E così ne parla Luciano Rivi: «L’arte non si fa cercando ma piuttosto direttamente trovando. Che vuol dire come siano direttamente le cose che circondano l’artista a guidarlo nella sua attività creativa, e non valga come per altri un significativo momento ideativo o progettuale preliminare a quel confronto. […] La scommessa sembra essere quella di una possibilità di riabilitazione anche per tutte quelle immagini che per buona parte della loro vita sono state chiamate a svolgere un ruolo da comparse nella condizione banale di una quotidianità più o meno segnata dalla società dei consumi. Non è che quella precedente vita, così artefatta, debba venire smentita: dovrà piuttosto essere rivitalizzata attraverso un processo che porti a ulteriore acquisizione di senso».

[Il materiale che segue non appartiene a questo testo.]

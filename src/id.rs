//! Newtypes around the snowflake IDs used by the voice gateway.

use serde::{Deserialize, Serialize};
use std::fmt::{Display, Formatter, Result as FmtResult};

/// ID of a guild hosting a voice call.
#[derive(Clone, Copy, Debug, Deserialize, Eq, Hash, PartialEq, Serialize)]
#[serde(transparent)]
pub struct GuildId(pub u64);

/// ID of a user participating in a voice call.
#[derive(Clone, Copy, Debug, Deserialize, Eq, Hash, PartialEq, Serialize)]
#[serde(transparent)]
pub struct UserId(pub u64);

impl Display for GuildId {
    fn fmt(&self, f: &mut Formatter<'_>) -> FmtResult {
        Display::fmt(&self.0, f)
    }
}

impl From<u64> for GuildId {
    fn from(id: u64) -> Self {
        Self(id)
    }
}

impl Display for UserId {
    fn fmt(&self, f: &mut Formatter<'_>) -> FmtResult {
        Display::fmt(&self.0, f)
    }
}

impl From<u64> for UserId {
    fn from(id: u64) -> Self {
        Self(id)
    }
}
use self::CloseCode::*;

/// Close codes the voice gateway attaches to a websocket close frame.
#[derive(Clone, Copy, Debug, Eq, PartialEq)]
pub enum CloseCode {
    /// An opcode the server does not recognise was sent.
    UnknownOpcode,
    /// A payload failed to decode.
    FailedToDecodePayload,
    /// A message was sent before Identify.
    NotAuthenticated,
    /// The token in Identify was rejected.
    AuthenticationFailed,
    /// Identify was sent twice on one channel.
    AlreadyAuthenticated,
    /// The session is no longer valid.
    SessionNoLongerValid,
    /// The session timed out.
    SessionTimeout,
    /// The requested voice server was not found.
    ServerNotFound,
    /// An unrecognised protocol was selected.
    UnknownProtocol,
    /// The client was removed from the call.
    Disconnected,
    /// The voice server crashed; the session can be resumed.
    VoiceServerCrashed,
    /// An unrecognised encryption mode was selected.
    UnknownEncryptionMode,
    /// Any other close code.
    Unknown(u16),
}

impl CloseCode {
    /// Whether a close with this code may be recovered by sending Resume
    /// on a fresh channel. Every other close is fatal to the connection.
    pub fn should_resume(self) -> bool {
        matches!(self, VoiceServerCrashed)
    }
}

impl From<CloseCode> for u16 {
    fn from(code: CloseCode) -> u16 {
        match code {
            UnknownOpcode => 4001,
            FailedToDecodePayload => 4002,
            NotAuthenticated => 4003,
            AuthenticationFailed => 4004,
            AlreadyAuthenticated => 4005,
            SessionNoLongerValid => 4006,
            SessionTimeout => 4009,
            ServerNotFound => 4011,
            UnknownProtocol => 4012,
            Disconnected => 4014,
            VoiceServerCrashed => 4015,
            UnknownEncryptionMode => 4016,
            Unknown(code) => code,
        }
    }
}

impl From<u16> for CloseCode {
    fn from(code: u16) -> CloseCode {
        match code {
            4001 => UnknownOpcode,
            4002 => FailedToDecodePayload,
            4003 => NotAuthenticated,
            4004 => AuthenticationFailed,
            4005 => AlreadyAuthenticated,
            4006 => SessionNoLongerValid,
            4009 => SessionTimeout,
            4011 => ServerNotFound,
            4012 => UnknownProtocol,
            4014 => Disconnected,
            4015 => VoiceServerCrashed,
            4016 => UnknownEncryptionMode,
            other => Unknown(other),
        }
    }
}

#[cfg(test)]
mod test {
    use super::CloseCode;

    #[test]
    fn only_server_crash_resumes() {
        for raw in [4001u16, 4004, 4006, 4009, 4014, 4016, 1000, 1006] {
            assert!(!CloseCode::from(raw).should_resume(), "{raw}");
        }
        assert!(CloseCode::from(4015).should_resume());
    }

    #[test]
    fn round_trip() {
        for raw in 4000u16..4020 {
            assert_eq!(u16::from(CloseCode::from(raw)), raw);
        }
    }
}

Gianni Valbonesi, Monumento Parco Resistenza, Modena, 2 giugno 2002

Gianni Valbonesi, festeggia dunque questo suo traguardo nella sua città, con gli amici, la famiglia, i collezionisti e quanti hanno seguito nel tempo il suo lavoro, consapevole che siano «poche le persone che hanno la fortuna di poter fare lo stesso lavoro per sessant’anni. Walter Guadagnini, diversi anni fa, diceva che i miei lavori sono sempre uguali, ma sempre diversi. Credo avesse ragione. Ci sono connessioni profonde, richiami, ritorni. Quando inizio un’opera non ho quasi mai idea di come andrà a finire. La composizione finale è frutto di scelte progressive, fino al momento in cui tutto trova un suo equilibrio».

Gianni Valbonesi – Nato a Roma nel 1941,  cresce a Modena dove si diploma all’Istituto d’arte Venturi. Nella città emiliano continua a vivere e lavorare, dipingendo i suoi quadri con tecnica quasi esclusivamente a collage. La scoperta di Jean Dubuffet (a Venezia nel 1960), la successiva conoscenza dell’opera di Kurt Schwitters e quindi della poetica e della lezione formale di Paul Klee sono state determinanti nelle scelte formative iniziali e riemergono più o meno costantemente fino alla produzione più recente, pur se attraversate da una narrazione autobiografica. Nel corso di oltre sessant’anni di carriera ha partecipato a decine di mostre collettive e tenuto ventisei mostre personali; sue opere sono apparse su copertine di libri, ha partecipato a rassegne internazionali di Mail Art e nel 1999 a “Gli artisti modenesi raccontano il Duomo”, contribuendo inoltre all’illustrazione dell’“Evangeliario” (2000). Nel 2002 ha realizzato un’opera monumentale per il Parco della Resistenza di Modena, collaborando a varie edizioni del festival filosofia di Modena.